No doubt the Globe looks fondly on Ignatieff, as he is one of theirs. Valpy and Ignatieff were colleagues when they worked at the Globe in the 1960s. I worked with Ignatieff myself, though we're both not sure exactly how.
My recollection is of the summer of 1967, when the Globe assigned me to cover Expo 67 for a spell. One day I was asked to take a young reporter under my wing, show him the ropes. I was in my mid-20s, he was still a teenager, though a formidably educated one.
I asked Ignatieff this week if he remembered that summer. He told me he remembers working for the Globe, remembers spending time that summer at Expo 67, but he couldn't remember my taking him under my wing. Darn, thought I had locked up another anecdote for my grandkids if or when he does become Prime Minister Ignatieff.
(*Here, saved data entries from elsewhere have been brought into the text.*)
impl<G: GlBackend> UniformBinding<G> {
    pub fn new(value: BindingValue) -> Self {
        Self {
            value,
            location: Location::Unresolved,
            needs_upload: true,
        }
    }

    /// Replace the value, returning the texture the old one sampled.
    pub fn set(&mut self, value: BindingValue) -> Option<TextureId> {
        let old = self.value.sampled_texture();
        self.value = value;
        self.needs_upload = true;
        old
    }

    /// after a program reset
    pub fn reset_location(&mut self) {
        self.location = Location::Unresolved;
        self.needs_upload = true;
        if let BindingValue::Sampler { unit, .. } = &mut self.value {
            *unit = None;
        }
    }

    pub fn upload(
        &mut self,
        gl: &G,
        program: G::Program,
        name: &str,
        textures: &mut [Texture<G>],
        units: &mut TextureUnitAllocator,
    ) -> Result<()> {
        if let Location::Unresolved = self.location {
            self.location = Location::Resolved(gl.uniform_location(program, name));
        }
        let Location::Resolved(location) = &self.location else {
            return Ok(());
        };
        match &mut self.value {
            BindingValue::Value(v) => {
                if self.needs_upload {
                    v.upload(gl, location.as_ref());
                }
            }
            BindingValue::Sampler {
                texture: Some(id),
                unit,
                ..
            } => {
                let texture = textures
                    .get_mut(id.0)
                    .ok_or_else(|| RasterError::UnknownHandle(id.to_string()))?;
                let u = texture.texture_unit(units)?;
                gl.active_texture(u);
                gl.bind_texture(Some(texture.texture()?));
                if self.needs_upload || *unit != Some(u) {
                    gl.uniform_1_i32(location.as_ref(), u as i32);
                    *unit = Some(u);
                }
            }
            // stays dirty until the upstream node has an output
            BindingValue::Sampler { texture: None, .. } => return Ok(()),
        }
        self.needs_upload = false;
        Ok(())
    }
}

impl<C: Canvas> Node<'_, C> {
    fn bind_value(&mut self, name: &str, value: Option<UniformValue>) {
        let id = self.id;
        let ctx = &mut *self.ctx;
        let node = &mut ctx.nodes[id.0];
        node.output_stale = true;
        let Some(value) = value.filter(UniformValue::is_well_formed) else {
            warn!("{}: uniform {} type mismatch", id, name);
            return;
        };
        let old = match node.uniforms.get_mut(name) {
            Some(binding) => binding.set(BindingValue::Value(value)),
            None => {
                node.uniforms
                    .insert(name.to_string(), UniformBinding::new(BindingValue::Value(value)));
                None
            }
        };
        if let Some(t) = old.and_then(|t| ctx.textures.get_mut(t.0)) {
            t.remove_usage_record(id, name, &mut ctx.units);
        }
    }

    /// Typed entry point; every other setter ends up here.
    pub fn set_uniform(&mut self, name: &str, value: UniformValue) {
        self.bind_value(name, Some(value));
    }

    pub fn set_uniform_boolean(&mut self, name: &str, value: bool) {
        self.bind_value(name, Some(UniformValue::Bool(value)));
    }

    pub fn set_uniform_boolean_array(&mut self, name: &str, values: &[bool]) {
        self.bind_value(name, Some(UniformValue::BoolArray(values.to_vec())));
    }

    pub fn set_uniform_number(&mut self, name: &str, value: f32, ty: UniformType) {
        self.bind_value(name, UniformValue::number(value, ty));
    }

    pub fn set_uniform_number_array(&mut self, name: &str, values: &[f32], ty: UniformType) {
        self.bind_value(name, UniformValue::numbers(values, ty));
    }

    pub fn set_uniform_vector2(&mut self, name: &str, value: [f32; 2], ty: UniformType) {
        self.bind_value(name, UniformValue::vector(&value, ty));
    }

    pub fn set_uniform_vector3(&mut self, name: &str, value: [f32; 3], ty: UniformType) {
        self.bind_value(name, UniformValue::vector(&value, ty));
    }

    pub fn set_uniform_vector4(&mut self, name: &str, value: [f32; 4], ty: UniformType) {
        self.bind_value(name, UniformValue::vector(&value, ty));
    }

    /// 0..=255 channels, uploaded as vec3 in 0..=1
    pub fn set_uniform_rgb(&mut self, name: &str, rgb: [f32; 3]) {
        let v = rgb.map(|c| c / 255.0);
        self.bind_value(name, Some(UniformValue::Vec3(v)));
    }

    /// like `set_uniform_rgb`, alpha is passed through unchanged
    pub fn set_uniform_rgba(&mut self, name: &str, rgba: [f32; 4]) {
        let [r, g, b, a] = rgba;
        self.bind_value(
            name,
            Some(UniformValue::Vec4([r / 255.0, g / 255.0, b / 255.0, a])),
        );
    }

    /// Sample a texture, or the output of a node, through `name`.
    ///
    /// A node input is pulled right away when its program is valid, which
    /// may render it. The texture's unit is claimed here, so pool
    /// exhaustion is reported by this call rather than by `render`.
    pub fn set_uniform_texture_2d(&mut self, name: &str, input: impl Into<TextureInput>) -> Result<()> {
        let input = input.into();
        let id = self.id;
        let texture = match input {
            TextureInput::Texture(t) => Some(t),
            TextureInput::Node(n) if n == id => self.ctx.nodes[id.0].current_output(),
            TextureInput::Node(n) => {
                let upstream = self
                    .ctx
                    .nodes
                    .get(n.0)
                    .ok_or_else(|| RasterError::UnknownHandle(n.to_string()))?;
                if upstream.is_freed() {
                    return Err(RasterError::UseAfterFree(n.to_string()));
                }
                if upstream.is_program_valid() {
                    Some(self.ctx.output_texture_of(n)?)
                } else {
                    debug!("{}: {} has no program yet, {} left unbound", id, n, name);
                    None
                }
            }
        };
        let ctx = &mut *self.ctx;
        // the replaced texture lets go of its unit before the new one claims
        let replaced = ctx.nodes[id.0]
            .uniforms
            .get(name)
            .and_then(|b| b.value.sampled_texture())
            .filter(|old| Some(*old) != texture);
        if let Some(t) = replaced.and_then(|t| ctx.textures.get_mut(t.0)) {
            t.remove_usage_record(id, name, &mut ctx.units);
        }
        if let Some(t) = texture {
            let claimed = ctx
                .textures
                .get_mut(t.0)
                .ok_or_else(|| RasterError::UnknownHandle(t.to_string()))
                .and_then(|tex| tex.texture_unit(&mut ctx.units));
            if let Err(e) = claimed {
                // the previous binding stays as it was
                if let Some(t) = replaced.and_then(|t| ctx.textures.get_mut(t.0)) {
                    if t.texture_unit(&mut ctx.units).is_ok() {
                        t.add_usage_record(id, name);
                    }
                }
                return Err(e);
            }
        }
        let node = &mut ctx.nodes[id.0];
        node.output_stale = true;
        let sampler = BindingValue::Sampler {
            source: input,
            texture,
            unit: None,
        };
        match node.uniforms.get_mut(name) {
            Some(binding) => {
                binding.set(sampler);
            }
            None => {
                node.uniforms.insert(name.to_string(), UniformBinding::new(sampler));
            }
        }
        if let Some(t) = texture {
            ctx.textures[t.0].add_usage_record(id, name);
        }
        Ok(())
    }

    /// Arrays of samplers are not supported; this only warns.
    pub fn set_uniform_texture_array(&mut self, name: &str, _inputs: &[TextureInput]) {
        warn!("{}: arrays of textures are not supported ({})", self.id, name);
    }

    /// Loose boundary for untyped values, e.g. parsed from a JSON document.
    ///
    /// Booleans and boolean arrays bind as booleans, numbers as scalars,
    /// arrays of 2, 3 or 4 numbers as vectors and other number arrays as
    /// arrays, all forced to `ty`. Returns false, with a warning, for
    /// anything else.
    pub fn try_set_uniform(&mut self, name: &str, value: &Value, ty: UniformType) -> bool {
        let numbers = |items: &[Value]| -> Option<Vec<f32>> {
            items.iter().map(|v| v.as_f64().map(|f| f as f32)).collect()
        };
        let parsed = match value {
            Value::Bool(b) => Some(UniformValue::Bool(*b)),
            Value::Number(n) => n.as_f64().and_then(|v| UniformValue::number(v as f32, ty)),
            Value::Array(items) if !items.is_empty() && items.iter().all(Value::is_boolean) => Some(
                UniformValue::BoolArray(items.iter().filter_map(Value::as_bool).collect()),
            ),
            Value::Array(items) => numbers(items).and_then(|v| match v.len() {
                2..=4 => UniformValue::vector(&v, ty),
                _ => UniformValue::numbers(&v, ty),
            }),
            _ => None,
        };
        match parsed {
            Some(v) => {
                self.bind_value(name, Some(v));
                true
            }
            None => {
                warn!("{}: uniform {} type mismatch ({})", self.id, name, value);
                false
            }
        }
    }
}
References to Martin in Ignatieff's speech last March seemed supportive of the current PM, but much in political speeches is conveyed by what is not said or by what is said between the lines.
Ignatieff's mentions of Martin include:
- "As the prime minister has said, we want to build 'a society based on equality not on privilege, on duty not on entitlement.' Liberals understand that you can't have a united country unless you have a just society, and a just society is an equal one."
- "For Liberals, gay marriage is an equality issue. The government's position gets the balance right. We will not compel religious communities to perform ceremonies that go against their beliefs, but we will not deny marriage rights to Canadians on grounds of sexual orientation. What counts for Liberals is not orientation. What matters is conduct and character."
- "Today, the prime minister's leadership has given us sound public finance, enviable economic growth and the capacity to fund the social programs that make us a decent society."
Doesn't sound to me like shabby support for the PM. Still, many regarded the tone of his March 2005 speech as damning Martin with the faintest of praise.
When Ignatieff got eloquent and passionate in exquisite English and French he was speaking about the Liberal party and not the soft old geezer leading it. He said nice things about other prime ministers, including Lester Pearson.
And he came close to a swoon when he described how he felt at the 1968 leadership convention in Ottawa that selected Pierre Trudeau as leader.
Ignatieff was a delegate at that convention, not quite 21 at the time. Trudeau was 49, an intellectual from Quebec. As Ignatieff stood in the crowd that evening in Ottawa and realized Trudeau was going to become Canada's next prime minister, a line of Wordsworth came to mind: "bliss was it in that dawn to be alive/But to be young was very heaven!"
It was an excellent speech. I'm surprised that much of it has not been burned into our Canadian consciousness, as when he declared:
- "Being anti-American is a lousy way to be a proud Canadian. A superiority complex towards our neighbour is as foolish as an inferiority complex. Our identity is perfectly secure and it is rooted in our institutions: parliamentary government, la langue et la culture française, our aboriginal heritage, our Charter of Rights and Freedoms. We have always done things differently here. We always will."
- "Our party has never regarded Quebec as the problem because we know Quebecers have always been part of the solution. From the days of Baldwin and LaFontaine, Macdonald and Cartier, the partnership of two peoples has held our country together.
- "Liberals have always said no to anti-Americanism. Leave that to the NDP. Anti-Americanism is an electoral ghetto. Leave them to wither inside it."
Of course, getting elected as a Liberal doesn't assure Ignatieff the party leadership. Martin is still up there, and now we have ha, ha that other formidable intellect hee, hee, hee who recently crossed the floor to become a cabinet minister and is expected HA! HA! HA! to take a run at becoming prime minister herself.